Já o custo associado ao divórcio, vai se manter nos 250€. Bem, sai mais caro reparar a asneira do que fazê-la!

quinta-feira, 2 de setembro de 2010

Críticas: Reeeeeeeeeeentreeeeeeeee! (ler com sotaque muito afrancesado)

Adoro a rentrée! O nome, claro! É o re-entrar, o re-começar, o re-aturar tudo outra vez, vira o disco e toca a mesma música, over and over again...

Voltemos à palavra, rentrée! É muito francês, é muito sonante... É uma palavra carregada de energia, energia de nova vontade, nova força, um regresso poderoso... Agora, associar isso à política, bom, tenho algumas dificuldades...

É certo que eles vêem cheios de força. Se eu descansasse uns dias num hotel de 5 estrelas, com tudo incluído e uma bela piscina, também ficava cá com uma energia! E cheia de vontade.

O problema no "re" de re-entrada, é a re-petição: re-petem-se os discursos, as dramatizações, as conversas inflamadas, os ameaços e tudo o resto.

Falta re-novação na política! É urgente alterar a mensagem, parar o ataque e definir uma estratégia comum. Mas ninguém se rala.
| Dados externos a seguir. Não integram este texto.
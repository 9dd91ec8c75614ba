//! Unit economics: acquisition cost, lifetime value, payback, break-even
//!
//! All figures derive from the first forecast year plus the full EBITDA
//! series. Metrics that are legitimately undefined are value-level
//! signals (`None`, `f64::INFINITY`), never errors.

use serde::{Deserialize, Serialize};

use crate::config::Configuration;
use crate::projection::YearResult;

/// Survival below this fraction contributes nothing worth summing.
const LTV_SURVIVAL_FLOOR: f64 = 0.01;

/// Hard cap on the LTV horizon in years.
const LTV_MAX_PERIODS: f64 = 20.0;

/// Customer-level economics of the plan
#[derive(Debug, Clone, Serialize, Deserialize)]
pub struct UnitEconomics {
    /// Cost to acquire one customer, including prescriber-loaded marketing
    pub cac: f64,

    /// Discounted lifetime gross profit of one customer
    pub ltv: f64,

    /// Months of gross profit needed to recover CAC;
    /// `f64::INFINITY` when per-customer gross profit is non-positive
    pub payback_months: f64,

    /// First year index with non-negative EBITDA, if reached within the
    /// forecast horizon
    pub break_even_year: Option<usize>,

    /// Rentals per year needed to cover the fixed cost base
    pub break_even_units: f64,
}

/// Compute unit economics from the first-year results and the EBITDA series.
pub fn unit_economics(
    config: &Configuration,
    years: &[YearResult],
    customers_per_year: &[f64],
) -> UnitEconomics {
    let customers = customers_per_year.first().copied().unwrap_or(0.0);

    let cac = acquisition_cost(config, customers);
    let ltv = lifetime_value(config, years, customers);
    let payback_months = payback_months(config, years, customers, cac);

    UnitEconomics {
        cac,
        ltv,
        payback_months,
        break_even_year: years.iter().position(|y| y.ebitda >= 0.0),
        break_even_units: break_even_units(config, years),
    }
}

/// Marketing spend per acquired customer, with each prescriber channel's
/// commission loading applied on top. Zero when nobody was acquired.
fn acquisition_cost(config: &Configuration, customers: f64) -> f64 {
    if customers <= 0.0 {
        return 0.0;
    }

    let channel_load: f64 = config
        .prescribers
        .iter()
        .map(|p| config.marketing_spend * p.share * p.commission)
        .sum();

    config.marketing_spend / customers + channel_load / customers
}

/// Yearly revenue one customer brings in, from first-year realized prices.
fn annual_revenue_per_customer(config: &Configuration, first_year: &YearResult) -> f64 {
    let rentals: f64 = first_year.products.iter().map(|p| p.actual_rentals).sum();
    if rentals <= 0.0 {
        return 0.0;
    }

    first_year.revenue / rentals * config.rentals_per_customer
}

/// Gross margin of the first forecast year.
fn gross_margin(first_year: &YearResult) -> f64 {
    (first_year.revenue - first_year.variable_costs) / first_year.revenue
}

/// Discounted-cash-flow value of one customer over a capped horizon.
///
/// The horizon is three expected lifetimes (`1 / churn`), never more than
/// 20 periods; the sum exits early once survival falls below 1%.
fn lifetime_value(config: &Configuration, years: &[YearResult], customers: f64) -> f64 {
    let Some(first_year) = years.first() else {
        return 0.0;
    };
    if first_year.revenue <= 0.0 || customers <= 0.0 {
        return 0.0;
    }

    let yearly_revenue = annual_revenue_per_customer(config, first_year);
    let margin = gross_margin(first_year);

    let horizon = if config.churn > 0.0 {
        (3.0 / config.churn).min(LTV_MAX_PERIODS).ceil() as usize
    } else {
        LTV_MAX_PERIODS as usize
    };

    let mut value = 0.0;
    for period in 0..horizon {
        let survival = (1.0 - config.churn).powi(period as i32);
        if survival < LTV_SURVIVAL_FLOOR {
            break;
        }
        let discount = (1.0 + config.discount_rate).powi(period as i32).recip();
        value += yearly_revenue * survival * discount * margin;
    }

    value
}

/// Months of per-customer gross profit needed to recover CAC.
fn payback_months(
    config: &Configuration,
    years: &[YearResult],
    customers: f64,
    cac: f64,
) -> f64 {
    let Some(first_year) = years.first() else {
        return f64::INFINITY;
    };
    if first_year.revenue <= 0.0 || customers <= 0.0 {
        return f64::INFINITY;
    }

    let monthly_gross_profit =
        annual_revenue_per_customer(config, first_year) * gross_margin(first_year) / 12.0;
    if monthly_gross_profit <= 0.0 {
        // A customer losing money never recovers their acquisition cost.
        return f64::INFINITY;
    }

    cac / monthly_gross_profit
}

/// First-year fixed costs over the units-weighted average per-rental
/// contribution margin.
fn break_even_units(config: &Configuration, years: &[YearResult]) -> f64 {
    let Some(first_year) = years.first() else {
        return f64::INFINITY;
    };

    let total_units: u32 = config.products.iter().map(|p| p.units).sum();
    if total_units == 0 {
        return f64::INFINITY;
    }

    let weighted_margin: f64 = config
        .products
        .iter()
        .map(|p| p.units as f64 * p.contribution_margin())
        .sum::<f64>()
        / total_units as f64;
    if weighted_margin <= 0.0 {
        return f64::INFINITY;
    }

    first_year.structural_costs / weighted_margin
}

#[cfg(test)]
mod tests {
    use super::*;
    use crate::projection::compute_projection;
    use approx::assert_relative_eq;

    #[test]
    fn test_baseline_cac() {
        let result = compute_projection(&Configuration::baseline()).unwrap();

        // 18000 / 240 + 18000 * (0.25*0.10 + 0.15*0.08) / 240
        assert_relative_eq!(result.unit_economics.cac, 77.775, max_relative = 1e-9);
    }

    #[test]
    fn test_cac_zero_when_no_customers() {
        let mut config = Configuration::baseline();
        config.new_customers = 0.0;
        let result = compute_projection(&config).unwrap();

        assert_eq!(result.unit_economics.cac, 0.0);
        assert_eq!(result.unit_economics.ltv, 0.0);
        assert!(result.unit_economics.payback_months.is_infinite());
    }

    #[test]
    fn test_baseline_ltv_exceeds_cac() {
        let result = compute_projection(&Configuration::baseline()).unwrap();
        let ue = &result.unit_economics;

        assert_relative_eq!(ue.ltv, 497.51, max_relative = 1e-3);
        assert!(ue.ltv > 3.0 * ue.cac, "LTV/CAC below 3: {}", ue.ltv / ue.cac);
    }

    #[test]
    fn test_baseline_payback_months() {
        let result = compute_projection(&Configuration::baseline()).unwrap();

        assert_relative_eq!(
            result.unit_economics.payback_months,
            6.06,
            max_relative = 1e-2
        );
    }

    #[test]
    fn test_payback_infinite_when_margin_negative() {
        let mut config = Configuration::baseline();
        for product in &mut config.products {
            product.variable_cost = 500.0;
        }
        let result = compute_projection(&config).unwrap();

        assert!(result.unit_economics.payback_months.is_infinite());
        assert!(result.unit_economics.break_even_units.is_infinite());
    }

    #[test]
    fn test_baseline_break_even_year() {
        let result = compute_projection(&Configuration::baseline()).unwrap();
        assert_eq!(result.unit_economics.break_even_year, Some(2));
    }

    #[test]
    fn test_break_even_unreached_within_horizon() {
        let mut config = Configuration::baseline();
        config.forecast_years = 2;
        let result = compute_projection(&config).unwrap();

        // Both early years run at a loss; no break-even inside the window.
        assert_eq!(result.unit_economics.break_even_year, None);
    }

    #[test]
    fn test_baseline_break_even_units() {
        let result = compute_projection(&Configuration::baseline()).unwrap();

        // 85400 fixed over a (40*63 + 15*111) / 55 = 76.09 weighted margin
        assert_relative_eq!(
            result.unit_economics.break_even_units,
            1_122.34,
            max_relative = 1e-3
        );
    }
}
A visão é curta, e na rentrée esqueceram-se de outra coisa nova: melhorar a graduação nos óculos, para ver melhor o país!

quarta-feira, 1 de setembro de 2010

Whatever: O momento que todos esperavam! Não, o Carlos Queirós não foi engolido por um tubarão-martelo...





"Voltei, voltei. Voltei de lá. Ainda ontem estava em França, e agora já estou cá."
Dino Meira 1940-1993


Nota: Experimentem ler isto em modo Vítor de Sousa a declamar... Anima uma casa, só vos digo.





A pedido de muitas famílias (as quais poderia enumerar ad eternum, se a memória não me tivesse falhado de repente de forma fulminante tipo Dias Loureiro ): I'm back!




O melhor remédio para a depressão pós-férias, a seguir ao EuroMilhões, à distância de um click.




Podem sair da fila para a carrinha da metadona caros leitores, acabaram os dolorosos dias de privação.




Tirem a corda da garganta, tirem a navalha da garganta, tirem as três lamelas de Valium da garganta, libertem a dita cuja para galhofar a bom galhofar, com o patrocínio desta que vos escreve.




Desmarquem a consulta com o psicólogo, com o psiquiatra, com o psicoterapeuta, o chinês da Acunpuntura, com a Taróloga/Relações Públicas/Comentadora da Vida dos Outros em programas de chacha. Tenho resultados comprovados, e faço a coisa por metade do preço.


E pronto, era isto que eu tinha para dizer. Assim de repente, não me ocorre mais nada.